EXERCISE REQUIREMENTS
Would you find each line in the entries below with the string "bool" and copy it?

[[ MATERIAL FOR THE TASK, beginning ]]

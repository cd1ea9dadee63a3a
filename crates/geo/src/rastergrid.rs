use std::path::Path;

use approx::RelativeEq;

use crate::crs::{Epsg, epsg};
use crate::raster::{algo, io};
use crate::{Cell, CoordinateTransformer, Error, GeoTransform, LatLonBounds, Point, RasterSize, Rect, Result, SpatialReference};

const TRANSFORM_TOLERANCE: f64 = 1e-9;

/// The full geometric description of a raster: coordinate system, affine transform, dimensions and nodata sentinel.
/// Bands that are combined cell by cell must share the same grid.
#[cfg_attr(feature = "serde", derive(serde::Serialize, serde::Deserialize))]
#[derive(Clone, Debug, PartialEq)]
pub struct RasterGrid {
    projection: String,
    size: RasterSize,
    geo_transform: GeoTransform,
    nodata: Option<f64>,
}

impl RasterGrid {
    pub fn new(projection: impl Into<String>, size: RasterSize, geo_transform: GeoTransform, nodata: Option<f64>) -> Self {
        RasterGrid {
            projection: projection.into(),
            size,
            geo_transform,
            nodata,
        }
    }

    /// Resolves the reference grid from the georeferencing of a raster file
    pub fn from_file(path: impl AsRef<Path>) -> Result<Self> {
        io::read_grid(path.as_ref())
    }

    /// North up grid of `size` cells that exactly covers `bounds`
    pub fn from_bounds(projection: impl Into<String>, bounds: &Rect, size: RasterSize, nodata: Option<f64>) -> Result<Self> {
        if size.is_empty() {
            return Err(Error::InvalidArgument(format!("Grid size can not be empty: {size}")));
        }

        if bounds.is_empty() {
            return Err(Error::InvalidArgument("Grid bounds can not be empty".into()));
        }

        let cell_size_x = bounds.width() / size.cols as f64;
        let cell_size_y = -bounds.height() / size.rows as f64;

        Ok(RasterGrid::new(
            projection,
            size,
            GeoTransform::from_top_left_and_cell_size(bounds.top_left(), cell_size_x, cell_size_y),
            nodata,
        ))
    }

    pub fn projection(&self) -> &str {
        &self.projection
    }

    pub fn size(&self) -> RasterSize {
        self.size
    }

    pub fn rows(&self) -> usize {
        self.size.rows
    }

    pub fn columns(&self) -> usize {
        self.size.cols
    }

    pub fn geo_transform(&self) -> GeoTransform {
        self.geo_transform
    }

    pub fn nodata(&self) -> Option<f64> {
        self.nodata
    }

    pub fn with_nodata(mut self, nodata: Option<f64>) -> Self {
        self.nodata = nodata;
        self
    }

    pub fn cell_size_x(&self) -> f64 {
        self.geo_transform.cell_size_x()
    }

    pub fn cell_size_y(&self) -> f64 {
        self.geo_transform.cell_size_y()
    }

    pub fn top_left(&self) -> Point {
        self.geo_transform.top_left()
    }

    pub fn spatial_reference(&self) -> Result<SpatialReference> {
        SpatialReference::from_definition(&self.projection)
    }

    pub fn epsg(&self) -> Option<Epsg> {
        self.projection.parse().ok()
    }

    /// Grids without a usable projection are considered projected
    pub fn is_geographic(&self) -> bool {
        self.spatial_reference().map(|srs| srs.is_geographic()).unwrap_or(false)
    }

    /// World coordinate of the center of the cell
    pub fn cell_center(&self, cell: Cell) -> Point {
        self.geo_transform.apply(cell.col as f64 + 0.5, cell.row as f64 + 0.5)
    }

    /// Fractional pixel position (col, row) of a world coordinate
    pub fn pixel_position(&self, point: Point) -> Point {
        let gt = self.geo_transform.coefficients();
        if self.geo_transform.is_north_up() {
            return Point::new((point.x() - gt[0]) / gt[1], (point.y() - gt[3]) / gt[5]);
        }

        match self.geo_transform.invert() {
            Ok(inverse) => inverse.apply(point.x(), point.y()),
            Err(_) => Point::new(f64::NAN, f64::NAN),
        }
    }

    /// The cell containing the point, the resulting cell is not necessarily on the map
    pub fn point_to_cell(&self, point: Point) -> Cell {
        let pixel = self.pixel_position(point);
        if !pixel.x().is_finite() || !pixel.y().is_finite() {
            return Cell::from_row_col(-1, -1);
        }

        Cell::from_row_col(pixel.y().floor() as i32, pixel.x().floor() as i32)
    }

    pub fn is_cell_on_map(&self, cell: Cell) -> bool {
        cell.index_in(self.size).is_some()
    }

    pub fn bounding_box(&self) -> Rect {
        let cols = self.size.cols as f64;
        let rows = self.size.rows as f64;
        let corners = [
            self.geo_transform.apply(0.0, 0.0),
            self.geo_transform.apply(cols, 0.0),
            self.geo_transform.apply(0.0, rows),
            self.geo_transform.apply(cols, rows),
        ];

        Rect::enclosing(corners).unwrap_or_else(|| Rect::from_points(self.top_left(), self.top_left()))
    }

    /// Extent of the grid in geographic coordinates
    pub fn latlon_bounds(&self) -> Result<LatLonBounds> {
        if self.is_geographic() {
            return Ok(LatLonBounds::from_geographic_rect(&self.bounding_box()));
        }

        let coord_trans = CoordinateTransformer::new(&self.projection, &epsg::WGS84.to_string())?;
        let bbox = algo::reproject_bounding_box(&self.bounding_box(), &coord_trans)?;
        Ok(LatLonBounds::from_geographic_rect(&bbox))
    }

    /// The grid of a raster where only every `factor`-th row and column is kept
    pub fn downsampled(&self, factor: usize) -> Result<Self> {
        if factor == 0 {
            return Err(Error::InvalidArgument("Downsample factor must be at least 1".into()));
        }

        Ok(RasterGrid {
            projection: self.projection.clone(),
            size: self.size.strided(factor),
            geo_transform: self.geo_transform.scaled(factor as f64),
            nodata: self.nodata,
        })
    }

    pub fn has_same_projection(&self, other: &RasterGrid) -> bool {
        match (self.epsg(), other.epsg()) {
            (Some(lhs), Some(rhs)) => lhs == rhs,
            _ => self.projection.trim() == other.projection.trim(),
        }
    }

    /// Same projection, dimensions and transform (within floating point tolerance), nodata is not compared
    pub fn is_aligned_with(&self, other: &RasterGrid) -> bool {
        self.size == other.size
            && self.has_same_projection(other)
            && self
                .geo_transform
                .relative_eq(&other.geo_transform, TRANSFORM_TOLERANCE, TRANSFORM_TOLERANCE)
    }

    /// Fails with `GridMismatch` when the grids are not aligned
    pub fn ensure_aligned_with(&self, other: &RasterGrid) -> Result<()> {
        if self.is_aligned_with(other) {
            Ok(())
        } else {
            Err(Error::GridMismatch {
                expected: self.to_string(),
                actual: other.to_string(),
            })
        }
    }
}

impl std::fmt::Display for RasterGrid {
    fn fmt(&self, f: &mut std::fmt::Formatter<'_>) -> std::fmt::Result {
        write!(f, "{} {} {:?}", self.projection, self.size, self.geo_transform)
    }
}

#[cfg(test)]
mod tests {
    use approx::assert_relative_eq;

    use super::*;

    fn utm_grid() -> RasterGrid {
        RasterGrid::new(
            "EPSG:32718",
            RasterSize::with_rows_cols(10, 20),
            GeoTransform::new([650000.0, 30.0, 0.0, 5600000.0, 0.0, -30.0]),
            Some(-9999.0),
        )
    }

    #[test]
    fn cell_and_point_conversion() {
        let grid = utm_grid();
        assert_eq!(grid.cell_center(Cell::from_row_col(0, 0)), Point::new(650015.0, 5599985.0));
        assert_eq!(grid.point_to_cell(Point::new(650015.0, 5599985.0)), Cell::from_row_col(0, 0));
        assert_eq!(grid.point_to_cell(Point::new(650059.0, 5599941.0)), Cell::from_row_col(1, 1));

        let outside = grid.point_to_cell(Point::new(649999.0, 5599985.0));
        assert!(!grid.is_cell_on_map(outside));
    }

    #[test]
    fn bounding_box() {
        let bbox = utm_grid().bounding_box();
        assert_relative_eq!(bbox, Rect::from_bounds(650000.0, 5599700.0, 650600.0, 5600000.0));
    }

    #[test]
    fn grid_from_bounds() -> Result<()> {
        let bounds = Rect::from_bounds(-73.5, -40.0, -73.0, -39.5);
        let grid = RasterGrid::from_bounds("EPSG:4326", &bounds, RasterSize::with_rows_cols(50, 100), None)?;
        assert_relative_eq!(grid.cell_size_x(), 0.005);
        assert_relative_eq!(grid.cell_size_y(), -0.01);
        assert_relative_eq!(grid.bounding_box(), bounds, epsilon = 1e-12);
        assert!(grid.is_geographic());

        assert!(RasterGrid::from_bounds("EPSG:4326", &bounds, RasterSize::with_rows_cols(0, 100), None).is_err());
        Ok(())
    }

    #[test]
    fn downsampled_grid() -> Result<()> {
        let grid = utm_grid().downsampled(3)?;
        assert_eq!(grid.size(), RasterSize::with_rows_cols(4, 7));
        assert_eq!(grid.top_left(), utm_grid().top_left());
        assert_eq!(grid.cell_size_x(), 90.0);
        assert_eq!(grid.cell_size_y(), -90.0);
        assert!(utm_grid().downsampled(0).is_err());
        Ok(())
    }

    #[test]
    fn grid_alignment() {
        let grid = utm_grid();
        assert!(grid.ensure_aligned_with(&grid.clone().with_nodata(None)).is_ok());

        let shifted = RasterGrid::new(
            "EPSG:32718",
            grid.size(),
            GeoTransform::new([650030.0, 30.0, 0.0, 5600000.0, 0.0, -30.0]),
            None,
        );
        assert!(matches!(grid.ensure_aligned_with(&shifted), Err(Error::GridMismatch { .. })));

        let other_crs = RasterGrid::new("EPSG:32719", grid.size(), grid.geo_transform(), None);
        assert!(!grid.is_aligned_with(&other_crs));

        let other_size = RasterGrid::new("EPSG:32718", RasterSize::with_rows_cols(10, 21), grid.geo_transform(), None);
        assert!(!grid.is_aligned_with(&other_size));
    }

    #[test]
    fn latlon_bounds_of_projected_grid() -> Result<()> {
        let bounds = utm_grid().latlon_bounds()?;
        assert!(bounds.south < bounds.north);
        assert!(bounds.west < bounds.east);
        assert!(bounds.west > -74.0 && bounds.east < -73.0);
        assert!(bounds.south > -40.5 && bounds.north < -39.5);
        Ok(())
    }
}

[[ MATERIAL FOR THE TASK, end ]]

OUTPUT FOR THIS EXERCISE
    pub fn is_geographic(&self) -> bool {
    pub fn is_cell_on_map(&self, cell: Cell) -> bool {
    pub fn has_same_projection(&self, other: &RasterGrid) -> bool {
    pub fn is_aligned_with(&self, other: &RasterGrid) -> bool {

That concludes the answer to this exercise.